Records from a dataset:

■ ■ ■ ■ ■ ■ ■

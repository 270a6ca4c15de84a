// Device-local vertex buffers uploaded through a staging buffer

use anyhow::Result;
use ash::vk;
use gpu_allocator::MemoryLocation;

use super::buffer::Buffer;
use super::context::GraphicsContext;
use super::immediate::ImmediateSubmitter;

pub struct Mesh {
    vertex_buffer: Buffer,
    vertex_count: u32,
}

impl Mesh {
    pub fn upload<V: bytemuck::Pod>(
        ctx: &GraphicsContext,
        submitter: &mut ImmediateSubmitter,
        vertices: &[V],
    ) -> Result<Self> {
        let bytes: &[u8] = bytemuck::cast_slice(vertices);
        let size = bytes.len() as vk::DeviceSize;

        let mut staging = ctx.create_buffer(
            size,
            vk::BufferUsageFlags::TRANSFER_SRC,
            MemoryLocation::CpuToGpu,
            "mesh staging",
        )?;
        staging.upload(bytes)?;

        let vertex_buffer = ctx.create_buffer(
            size,
            vk::BufferUsageFlags::VERTEX_BUFFER | vk::BufferUsageFlags::TRANSFER_DST,
            MemoryLocation::GpuOnly,
            "mesh vertices",
        )?;
        submitter.copy_buffer(&staging, &vertex_buffer, size)?;

        log::debug!("Uploaded mesh with {} vertices", vertices.len());

        Ok(Self {
            vertex_buffer,
            vertex_count: vertices.len() as u32,
        })
    }

    pub fn vertex_count(&self) -> u32 {
        self.vertex_count
    }

    pub fn vertex_buffer(&self) -> &Buffer {
        &self.vertex_buffer
    }

    pub fn bind_and_draw(&self, device: &ash::Device, cmd: vk::CommandBuffer) {
        unsafe {
            device.cmd_bind_vertex_buffers(cmd, 0, &[self.vertex_buffer.raw()], &[0]);
            device.cmd_draw(cmd, self.vertex_count, 1, 0, 0);
        }
    }
}
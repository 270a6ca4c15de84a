// Shader compilation and SPIR-V loading
//
// Vulkan consumes SPIR-V bytecode. GLSL sources go through a `ShaderCompiler`
// passed in by the caller; the provided one shells out to `glslc` from the
// Vulkan SDK. Precompiled `.spv` files go through `load_spirv`.

use anyhow::{Context, Result};
use ash::vk;
use std::io::Write;
use std::process::{Command, Stdio};

const SPIRV_MAGIC: u32 = 0x0723_0203;

#[derive(Debug, Clone, Copy, PartialEq, Eq, Hash)]
pub enum ShaderStage {
    Vertex,
    Fragment,
    Geometry,
    TessControl,
    TessEvaluation,
    Compute,
}

impl ShaderStage {
    pub fn to_vk(self) -> vk::ShaderStageFlags {
        match self {
            Self::Vertex => vk::ShaderStageFlags::VERTEX,
            Self::Fragment => vk::ShaderStageFlags::FRAGMENT,
            Self::Geometry => vk::ShaderStageFlags::GEOMETRY,
            Self::TessControl => vk::ShaderStageFlags::TESSELLATION_CONTROL,
            Self::TessEvaluation => vk::ShaderStageFlags::TESSELLATION_EVALUATION,
            Self::Compute => vk::ShaderStageFlags::COMPUTE,
        }
    }

    /// Stage name understood by `glslc -fshader-stage=`
    pub fn glslc_name(self) -> &'static str {
        match self {
            Self::Vertex => "vert",
            Self::Fragment => "frag",
            Self::Geometry => "geom",
            Self::TessControl => "tesc",
            Self::TessEvaluation => "tese",
            Self::Compute => "comp",
        }
    }
}

/// GLSL source in, SPIR-V words out
pub trait ShaderCompiler {
    fn compile(&self, stage: ShaderStage, source: &str, preamble: &str) -> Result<Vec<u32>>;
}

/// Compiles through the `glslc` executable (stdin -> stdout)
#[derive(Debug, Clone)]
pub struct GlslcCompiler {
    executable: String,
}

impl Default for GlslcCompiler {
    fn default() -> Self {
        Self {
            executable: "glslc".to_string(),
        }
    }
}

impl GlslcCompiler {
    pub fn with_executable(executable: impl Into<String>) -> Self {
        Self {
            executable: executable.into(),
        }
    }
}

impl ShaderCompiler for GlslcCompiler {
    fn compile(&self, stage: ShaderStage, source: &str, preamble: &str) -> Result<Vec<u32>> {
        let full_source = inject_preamble(source, preamble);

        let mut child = Command::new(&self.executable)
            .arg(format!("-fshader-stage={}", stage.glslc_name()))
            .arg("--target-env=vulkan1.3")
            .args(["-o", "-", "-"])
            .stdin(Stdio::piped())
            .stdout(Stdio::piped())
            .stderr(Stdio::piped())
            .spawn()
            .with_context(|| {
                format!(
                    "Failed to run {}. Install the Vulkan SDK or put glslc on PATH",
                    self.executable
                )
            })?;

        child
            .stdin
            .take()
            .context("glslc stdin unavailable")?
            .write_all(full_source.as_bytes())
            .context("Failed to send shader source to glslc")?;

        let output = child
            .wait_with_output()
            .context("Failed to wait for glslc")?;

        if !output.status.success() {
            anyhow::bail!(
                "Failed to compile {:?} shader:\n{}",
                stage,
                String::from_utf8_lossy(&output.stderr)
            );
        }

        log::debug!("Compiled {:?} shader ({} bytes)", stage, output.stdout.len());
        load_spirv(&output.stdout)
    }
}

/// Insert `preamble` right after the `#version` line, or at the top when the
/// source has none
pub fn inject_preamble(source: &str, preamble: &str) -> String {
    if preamble.is_empty() {
        return source.to_string();
    }

    let mut out = String::with_capacity(source.len() + preamble.len() + 2);
    let mut injected = false;
    for line in source.lines() {
        out.push_str(line);
        out.push('\n');
        if !injected && line.trim_start().starts_with("#version") {
            out.push_str(preamble);
            out.push('\n');
            injected = true;
        }
    }

    if injected {
        out
    } else {
        format!("{}\n{}", preamble, source)
    }
}

/// Convert SPIR-V bytes into words
pub fn load_spirv(bytes: &[u8]) -> Result<Vec<u32>> {
    if bytes.len() % 4 != 0 || bytes.is_empty() {
        anyhow::bail!("SPIR-V length {} is not a multiple of 4", bytes.len());
    }

    let words: Vec<u32> = bytes
        .chunks_exact(4)
        .map(|chunk| u32::from_le_bytes([chunk[0], chunk[1], chunk[2], chunk[3]]))
        .collect();

    if words[0] != SPIRV_MAGIC {
        anyhow::bail!("Missing SPIR-V magic number (found {:#010x})", words[0]);
    }
    Ok(words)
}
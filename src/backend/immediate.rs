// Immediate submit
//
// Synchronous one-shot command execution for setup-time transfers. Uses its
// own pool, command buffer and fence, so it never touches the frame slots.
// Every call stalls the calling thread until the GPU is done: never use it
// for per-frame streaming.

use anyhow::{Context, Result};
use ash::vk;

use super::buffer::Buffer;
use super::context::GraphicsContext;
use super::handle::{CommandPool, Fence};

pub struct ImmediateSubmitter {
    command_buffer: vk::CommandBuffer,
    fence: Fence,
    // Frees `command_buffer` on drop
    _pool: CommandPool,
    device: ash::Device,
    queue: vk::Queue,
}

impl ImmediateSubmitter {
    pub fn new(ctx: &GraphicsContext) -> Result<Self> {
        let pool = ctx.create_command_pool()?;
        let command_buffer = ctx.allocate_command_buffer(&pool)?;

        Ok(Self {
            command_buffer,
            fence: ctx.create_fence(false)?,
            _pool: pool,
            device: ctx.raw().clone(),
            queue: ctx.device().graphics_queue,
        })
    }

    /// Record with `record`, submit, and block until the GPU finished.
    pub fn submit<R>(&mut self, record: impl FnOnce(&ash::Device, vk::CommandBuffer) -> R) -> Result<R> {
        let fence = [self.fence.raw()];
        let cmd = self.command_buffer;

        let result = unsafe {
            self.device
                .reset_fences(&fence)
                .context("Failed to reset immediate-submit fence")?;
            self.device
                .reset_command_buffer(cmd, vk::CommandBufferResetFlags::empty())
                .context("Failed to reset immediate-submit command buffer")?;

            let begin_info = vk::CommandBufferBeginInfo::builder()
                .flags(vk::CommandBufferUsageFlags::ONE_TIME_SUBMIT);
            self.device
                .begin_command_buffer(cmd, &begin_info)
                .context("Failed to begin immediate-submit command buffer")?;

            let result = record(&self.device, cmd);

            self.device
                .end_command_buffer(cmd)
                .context("Failed to end immediate-submit command buffer")?;

            let command_buffers = [cmd];
            let submit_info = vk::SubmitInfo::builder().command_buffers(&command_buffers);
            self.device
                .queue_submit(self.queue, &[submit_info.build()], self.fence.raw())
                .context("Failed to submit immediate commands")?;

            self.device
                .wait_for_fences(&fence, true, u64::MAX)
                .context("Failed to wait for immediate commands")?;

            result
        };

        Ok(result)
    }

    /// Copy `size` bytes from the start of `src` to the start of `dst`
    pub fn copy_buffer(&mut self, src: &Buffer, dst: &Buffer, size: vk::DeviceSize) -> Result<()> {
        if size > src.size() || size > dst.size() {
            anyhow::bail!(
                "Copy of {} bytes exceeds buffer sizes ({} -> {})",
                size,
                src.size(),
                dst.size()
            );
        }

        let (src, dst) = (src.raw(), dst.raw());
        self.submit(|device, cmd| unsafe {
            let region = vk::BufferCopy {
                src_offset: 0,
                dst_offset: 0,
                size,
            };
            device.cmd_copy_buffer(cmd, src, dst, &[region]);
        })
    }
}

■ ■ ■ ■ ■ ■ ■

Your goal: Say how many lines above contain the string "stdin". Answer with the number only.

Answer space: 4